Image tirée du film « Feu feu feu » de Pauline Jeanbourquin © Close Up Films

Pauline Jeanbourquin est sélectionnée en compétition nationale avec son premier long métrage documentaire, « Feu feu feu ». Portrait d’une réalisatrice déterminée à suivre ses intuitions. 

Sélectionné en compétition nationale à Visions du Réel, le long métrage documentaire « Feu feu feu » suit l’été de Juliette, 17 ans et coupeuse de feu. Cherchant à mieux comprendre son don et sa spiritualité, la jeune femme partage sa pratique avec son entourage d’une part, mais aussi avec plusieurs dizaines de milliers d’abonné·e·s qui la suivent sur son compte TikTok. À l’occasion d’un camp scout, Juliette met ses talents à disposition de son groupe d’ami·e·s, soignant leurs brûlures et tirant les cartes du tarot pour les rassurer sur leur avenir post-bac. 

Si le don du secret sert d’accroche, le documentaire montre rapidement la diversité de ses facettes, se faisant tantôt film coming-of-age d’un groupe d’adolescent·e·s, tantôt journal intime d’une bachelière ordinaire. « Avant, “ Feu feu feu ” était un documentaire qui parlait du secret, mais maintenant, il s’agit plutôt d’une traversée de l’été à travers les yeux d’une sorcière moderne, prend conscience Pauline Jeanbourquin lorsqu’elle porte un regard sur son film terminé. Ce qui m’intéresse avant tout, c’est de rechercher la magie du monde, cachée dans les petites choses. » 

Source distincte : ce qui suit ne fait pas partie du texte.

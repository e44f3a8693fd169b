//! Program linkage, the fullscreen quad, and guarded disposal.

use super::context::{
    BufferHandle, GraphicsApi, GraphicsContext, GraphicsError, ProgramHandle,
    ShaderStage, TextureHandle,
};
use super::uniform::UniformTable;

/// Fullscreen-quad vertex shader for GLSL ES 3.00.
pub const DEFAULT_VERTEX_SHADER: &str = include_str!("../../assets/shaders/fullscreen.vert");

/// Fullscreen-quad vertex shader for GLSL ES 1.00.
pub const DEFAULT_VERTEX_SHADER_V1: &str =
    include_str!("../../assets/shaders/fullscreen_v1.vert");

/// Attribute the quad buffer feeds.
pub const POSITION_ATTRIBUTE: &str = "a_position";

/// Two clip-space triangles covering `[-1, 1]²`.
pub const FULLSCREEN_QUAD: [f32; 12] = [
    -1.0, -1.0, //
    1.0, -1.0, //
    -1.0, 1.0, //
    -1.0, 1.0, //
    1.0, -1.0, //
    1.0, 1.0, //
];

/// Vertices in [`FULLSCREEN_QUAD`].
pub const QUAD_VERTEX_COUNT: u32 = 6;

/// Pick the vertex/fragment pair to compile for `api`.
///
/// A custom vertex shader is used verbatim. On WebGL 1 the default vertex
/// shader is the GLSL ES 1.00 one and a leading `#version 300 es` directive
/// is stripped from the fragment source.
pub fn sources_for_api<'a>(
    api: GraphicsApi,
    fragment: &'a str,
    custom_vertex: Option<&'a str>,
) -> (&'a str, &'a str) {
    match api {
        GraphicsApi::WebGl2 => {
            (custom_vertex.unwrap_or(DEFAULT_VERTEX_SHADER), fragment)
        }
        GraphicsApi::WebGl1 => (
            custom_vertex.unwrap_or(DEFAULT_VERTEX_SHADER_V1),
            strip_version_directive(fragment),
        ),
    }
}

/// Remove a `#version 300 es` line (and the whitespace after it) if it is
/// the first non-blank line of `source`.
pub fn strip_version_directive(source: &str) -> &str {
    let trimmed = source.trim_start();
    let Some(rest) = trimmed.strip_prefix("#version") else {
        return source;
    };
    let mut words = rest.split_whitespace();
    if words.next() != Some("300") || words.next() != Some("es") {
        return source;
    }
    let after_es = rest
        .find("es")
        .map_or(rest, |at| &rest[at + "es".len()..]);
    after_es.trim_start()
}

/// Compile both stages and link them. The intermediate shader objects are
/// deleted whether or not linking succeeds.
///
/// # Errors
///
/// Propagates compile, link, and allocation failures.
pub fn create_program(
    gl: &mut dyn GraphicsContext,
    vertex_source: &str,
    fragment_source: &str,
) -> Result<ProgramHandle, GraphicsError> {
    let vs = gl.compile_shader(ShaderStage::Vertex, vertex_source)?;
    let fs = match gl.compile_shader(ShaderStage::Fragment, fragment_source) {
        Ok(fs) => fs,
        Err(e) => {
            gl.delete_shader(vs);
            return Err(e);
        }
    };
    let linked = gl.link_program(vs, fs);
    gl.delete_shader(vs);
    gl.delete_shader(fs);
    linked
}

/// Upload [`FULLSCREEN_QUAD`] and bind it to [`POSITION_ATTRIBUTE`].
///
/// # Errors
///
/// [`GraphicsError::ResourceCreation`] if the buffer cannot be allocated.
pub fn create_fullscreen_quad(
    gl: &mut dyn GraphicsContext,
    program: ProgramHandle,
) -> Result<BufferHandle, GraphicsError> {
    gl.create_vertex_buffer(program, POSITION_ATTRIBUTE, &FULLSCREEN_QUAD, 2)
}

/// Everything one surface allocated in one context.
#[derive(Debug, Default)]
pub struct GpuSession {
    /// Linked program.
    pub program: Option<ProgramHandle>,
    /// Quad buffer.
    pub buffer: Option<BufferHandle>,
    /// Textures uploaded by init hooks.
    pub textures: Vec<TextureHandle>,
    /// Resolved uniforms.
    pub uniforms: UniformTable,
}

impl GpuSession {
    /// Link the program, build the quad, and resolve `uniform_names`.
    /// Anything allocated before a failure is released again.
    ///
    /// # Errors
    ///
    /// The first compile, link, or allocation failure.
    pub fn build(
        gl: &mut dyn GraphicsContext,
        vertex_source: &str,
        fragment_source: &str,
        uniform_names: &[String],
    ) -> Result<Self, GraphicsError> {
        let program = create_program(gl, vertex_source, fragment_source)?;
        gl.use_program(program);
        let buffer = match create_fullscreen_quad(gl, program) {
            Ok(buffer) => buffer,
            Err(e) => {
                gl.delete_program(program);
                return Err(e);
            }
        };
        let uniforms = UniformTable::resolve(
            gl,
            program,
            uniform_names.iter().map(String::as_str),
        );
        Ok(Self {
            program: Some(program),
            buffer: Some(buffer),
            textures: Vec::new(),
            uniforms,
        })
    }

    /// Release every handle still held. Safe to call repeatedly.
    pub fn dispose(&mut self, gl: &mut dyn GraphicsContext) {
        if let Some(program) = self.program.take() {
            gl.delete_program(program);
        }
        if let Some(buffer) = self.buffer.take() {
            gl.delete_buffer(buffer);
        }
        for texture in self.textures.drain(..) {
            gl.delete_texture(texture);
        }
    }

    /// Whether nothing is held.
    pub fn is_released(&self) -> bool {
        self.program.is_none() && self.buffer.is_none() && self.textures.is_empty()
    }
}
//! One fullscreen-quad shader bound to one render target.
//!
//! A [`RenderSurface`] is a state machine driven by its [`SurfaceHost`]:
//!
//! ```text
//! Uninitialized -> Initializing -> Running <-> (ContextLost -> Recovering)
//!                        |            |
//!                        +-> Fallback <+            any -> Disposed
//! ```
//!
//! GPU errors never escape a surface. They are logged and turned into a
//! [`FallbackReason`], after which the host shows [`Fallback`] content.

mod admission;
mod config;
mod epoch;
mod host;
mod state;

pub use admission::Admission;
pub use config::{
    Fallback, FrameContext, FrameHook, InitContext, InitHook, SurfaceConfig,
};
pub use epoch::{DeferredRelease, EpochCounter, EpochToken};
use glam::Vec2;
pub use host::SurfaceHost;
pub use state::{FallbackReason, SurfaceState};

use crate::gpu::{
    sources_for_api, uniform_names, ContextAttributes, GpuSession,
    GraphicsContext, GraphicsError, QUAD_VERTEX_COUNT,
};
use crate::monitor::PerformanceMonitor;
use crate::registry::SharedRegistry;

/// Delay between the platform's restore signal and the rebuild, giving
/// concurrent teardown and remount sequences time to settle.
pub const RECOVERY_DELAY_MS: u32 = 100;

/// Lifecycle of one GPU effect. See the module docs.
pub struct RenderSurface<H: SurfaceHost> {
    host: H,
    config: SurfaceConfig,
    state: SurfaceState,
    fallback_reason: Option<FallbackReason>,
    context: Option<H::Context>,
    session: GpuSession,
    monitor: PerformanceMonitor,
    admission: Option<Admission>,
    uniform_names: Vec<String>,
    start_ms: f64,
    last_frame_ms: f64,
    backing_size: (u32, u32),
    css_size: Vec2,
    device_pixel_ratio: f32,
    pointer: Vec2,
}
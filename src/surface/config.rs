use std::fmt;

use glam::Vec2;

use crate::gpu::{
    GpuSession, GraphicsApi, GraphicsContext, GraphicsError, ProgramHandle,
    TextureDesc, TextureHandle, UniformTable, UniformValue,
};
use crate::monitor::{DowngradeBus, PerformanceOptions};

/// One-time setup hook, re-run after every context restoration.
pub type InitHook =
    Box<dyn FnMut(&mut InitContext<'_>) -> Result<(), GraphicsError>>;

/// Per-frame hook for effect-specific uniforms.
pub type FrameHook = Box<dyn FnMut(&mut FrameContext<'_>)>;

/// What the host shows instead of the canvas in fallback.
#[derive(Debug, Clone, PartialEq, Eq, Default)]
pub enum Fallback {
    /// A CSS `background` value.
    Css(String),
    /// Nothing.
    #[default]
    None,
}

/// Everything a [`RenderSurface`](super::RenderSurface) needs to draw.
pub struct SurfaceConfig {
    /// Fragment shader source (GLSL ES 3.00; downgraded for WebGL 1).
    pub fragment_shader: String,
    /// Custom vertex shader. The fullscreen-quad shader when `None`.
    pub vertex_shader: Option<String>,
    /// Uniforms to resolve besides `u_time`, `u_resolution`, `u_mouse`.
    pub uniform_names: Vec<String>,
    /// Static content shown in fallback.
    pub fallback: Fallback,
    /// Animation speed multiplier; `0` pauses.
    pub speed: f32,
    /// Frame-rate monitor settings.
    pub monitor: PerformanceOptions,
    /// Shared downgrade bus; each surface gets a private one otherwise.
    pub downgrade_bus: Option<DowngradeBus>,
    /// Whether pointer input reaches frame hooks.
    pub track_pointer: bool,
    pub(super) on_init: Option<InitHook>,
    pub(super) on_frame: Option<FrameHook>,
}

impl SurfaceConfig {
    /// Config for `fragment_shader` with defaults everywhere else.
    pub fn new(fragment_shader: impl Into<String>) -> Self {
        Self {
            fragment_shader: fragment_shader.into(),
            vertex_shader: None,
            uniform_names: Vec::new(),
            fallback: Fallback::None,
            speed: 1.0,
            monitor: PerformanceOptions::default(),
            downgrade_bus: None,
            track_pointer: false,
            on_init: None,
            on_frame: None,
        }
    }

    /// Use a custom vertex shader.
    #[must_use]
    pub fn vertex_shader(mut self, source: impl Into<String>) -> Self {
        self.vertex_shader = Some(source.into());
        self
    }

    /// Resolve these uniforms in addition to the built-ins.
    #[must_use]
    pub fn uniforms<S: Into<String>>(
        mut self,
        names: impl IntoIterator<Item = S>,
    ) -> Self {
        self.uniform_names.extend(names.into_iter().map(Into::into));
        self
    }

    /// Set the fallback content.
    #[must_use]
    pub fn fallback(mut self, fallback: Fallback) -> Self {
        self.fallback = fallback;
        self
    }

    /// Set the animation speed multiplier.
    #[must_use]
    pub fn speed(mut self, speed: f32) -> Self {
        self.speed = speed;
        self
    }

    /// Set the frame-rate monitor options.
    #[must_use]
    pub fn monitor(mut self, options: PerformanceOptions) -> Self {
        self.monitor = options;
        self
    }

    /// Report downgrades on `bus`.
    #[must_use]
    pub fn downgrade_bus(mut self, bus: DowngradeBus) -> Self {
        self.downgrade_bus = Some(bus);
        self
    }

    /// Forward pointer positions to frame hooks.
    #[must_use]
    pub fn track_pointer(mut self, enabled: bool) -> Self {
        self.track_pointer = enabled;
        self
    }

    /// Install the one-time setup hook.
    #[must_use]
    pub fn on_init(
        mut self,
        hook: impl FnMut(&mut InitContext<'_>) -> Result<(), GraphicsError> + 'static,
    ) -> Self {
        self.on_init = Some(Box::new(hook));
        self
    }

    /// Install the per-frame hook.
    #[must_use]
    pub fn on_frame(
        mut self,
        hook: impl FnMut(&mut FrameContext<'_>) + 'static,
    ) -> Self {
        self.on_frame = Some(Box::new(hook));
        self
    }
}

impl fmt::Debug for SurfaceConfig {
    fn fmt(&self, f: &mut fmt::Formatter<'_>) -> fmt::Result {
        f.debug_struct("SurfaceConfig")
            .field("fragment_shader_len", &self.fragment_shader.len())
            .field("custom_vertex_shader", &self.vertex_shader.is_some())
            .field("uniform_names", &self.uniform_names)
            .field("fallback", &self.fallback)
            .field("speed", &self.speed)
            .field("monitor", &self.monitor)
            .field("track_pointer", &self.track_pointer)
            .field("on_init", &self.on_init.is_some())
            .field("on_frame", &self.on_frame.is_some())
            .finish_non_exhaustive()
    }
}

/// Handed to the init hook right after the program is built.
pub struct InitContext<'a> {
    pub(super) gl: &'a mut dyn GraphicsContext,
    pub(super) program: ProgramHandle,
    pub(super) session: &'a mut GpuSession,
}

impl InitContext<'_> {
    /// The raw context.
    pub fn gl(&mut self) -> &mut dyn GraphicsContext {
        &mut *self.gl
    }

    /// API family of the context.
    pub fn api(&self) -> GraphicsApi {
        self.gl.api()
    }

    /// The linked program, already current.
    pub const fn program(&self) -> ProgramHandle {
        self.program
    }

    /// Resolved uniforms.
    pub fn uniforms(&self) -> &UniformTable {
        &self.session.uniforms
    }

    /// Write a uniform. Unknown names are ignored.
    pub fn set_uniform(&mut self, name: &str, value: impl Into<UniformValue>) {
        self.session.uniforms.set(&mut *self.gl, name, value);
    }

    /// Upload an RGBA8 texture, bind it to `unit`, and point the sampler
    /// uniform `sampler` at that unit. The texture is released with the
    /// rest of the session.
    ///
    /// # Errors
    ///
    /// [`GraphicsError::ResourceCreation`] if the upload fails.
    pub fn upload_texture(
        &mut self,
        desc: TextureDesc,
        rgba: &[u8],
        unit: u32,
        sampler: &str,
    ) -> Result<TextureHandle, GraphicsError> {
        let texture = self.gl.create_texture(desc, rgba)?;
        self.session.textures.push(texture);
        self.gl.bind_texture(unit, texture);
        let unit = i32::try_from(unit).unwrap_or(i32::MAX);
        self.session.uniforms.set(&mut *self.gl, sampler, unit);
        Ok(texture)
    }
}

/// Handed to the frame hook once per drawn frame.
pub struct FrameContext<'a> {
    pub(super) gl: &'a mut dyn GraphicsContext,
    pub(super) uniforms: &'a UniformTable,
    /// Animation time in seconds, already scaled by speed.
    pub time: f32,
    /// Time since the previous frame in seconds.
    pub delta_time: f32,
    /// Drawing-buffer size in physical pixels.
    pub resolution: Vec2,
    /// Pointer in physical pixels with Y pointing up, or zero when pointer
    /// tracking is off or no pointer was seen yet.
    pub pointer: Vec2,
}

impl FrameContext<'_> {
    /// The raw context.
    pub fn gl(&mut self) -> &mut dyn GraphicsContext {
        &mut *self.gl
    }

    /// Resolved uniforms.
    pub const fn uniforms(&self) -> &UniformTable {
        self.uniforms
    }

    /// Write a uniform. Unknown names are ignored.
    pub fn set_uniform(&mut self, name: &str, value: impl Into<UniformValue>) {
        self.uniforms.set(&mut *self.gl, name, value);
    }
}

C’est cette recherche de magie qui se traduit par la multitude de thèmes abordés, tels des « fils ténus » à travers le film et qui sont autant de déclarations d’amour aux détails du monde. Le cheminement naturel de « Feu feu feu » pourrait laisser croire qu’il suffit de laisser la caméra tourner assez longtemps pour capter des instants magiques et crée le récit documentaire. Puis on écoute sa réalisatrice raconter la genèse du projet et on comprend vite que la réalité nécessite bien plus d’attention et de patience pour que la magie opère. 

 

« Ce qui m’intéresse avant tout, c’est de rechercher la magie du monde, cachée dans les petites choses. »

Pauline Jeanbourquin

 

Pendant ses études à l’ECAL, la Jurassienne d’origine, déjà portée par la thématique du secret qu’elle côtoie depuis l’enfance, a rencontré fascinations et réticences lors d’échanges avec des ami·e·s venu·e·s de villes où le secret est méconnu. De là germe son projet de documentaire. Lorsque Pauline Jeanbourquin est en phase de recherches, elle rencontre d’abord un faiseur de secrets sur le point de léguer son don à sa petite-fille. La réalisatrice fait la connaissance de cette adolescente et précise les idées de son documentaire en la filmant dans son quotidien. La jeune femme refusera finalement de recevoir le secret. Pauline Jeanbourquin sait qu’il faudra recommencer un autre film, mais refuse d’abandonner son idée initiale : montrer le quotidien d’une jeune guérisseuse. C’est alors qu’elle découvre Juliette via son compte TikTok : « Au moment où j’ai rencontré Juliette, c’est comme si j’avais renoué avec mes intuitions d’il y a cinq ans, quand j’ai eu les premières idées pour ce film. »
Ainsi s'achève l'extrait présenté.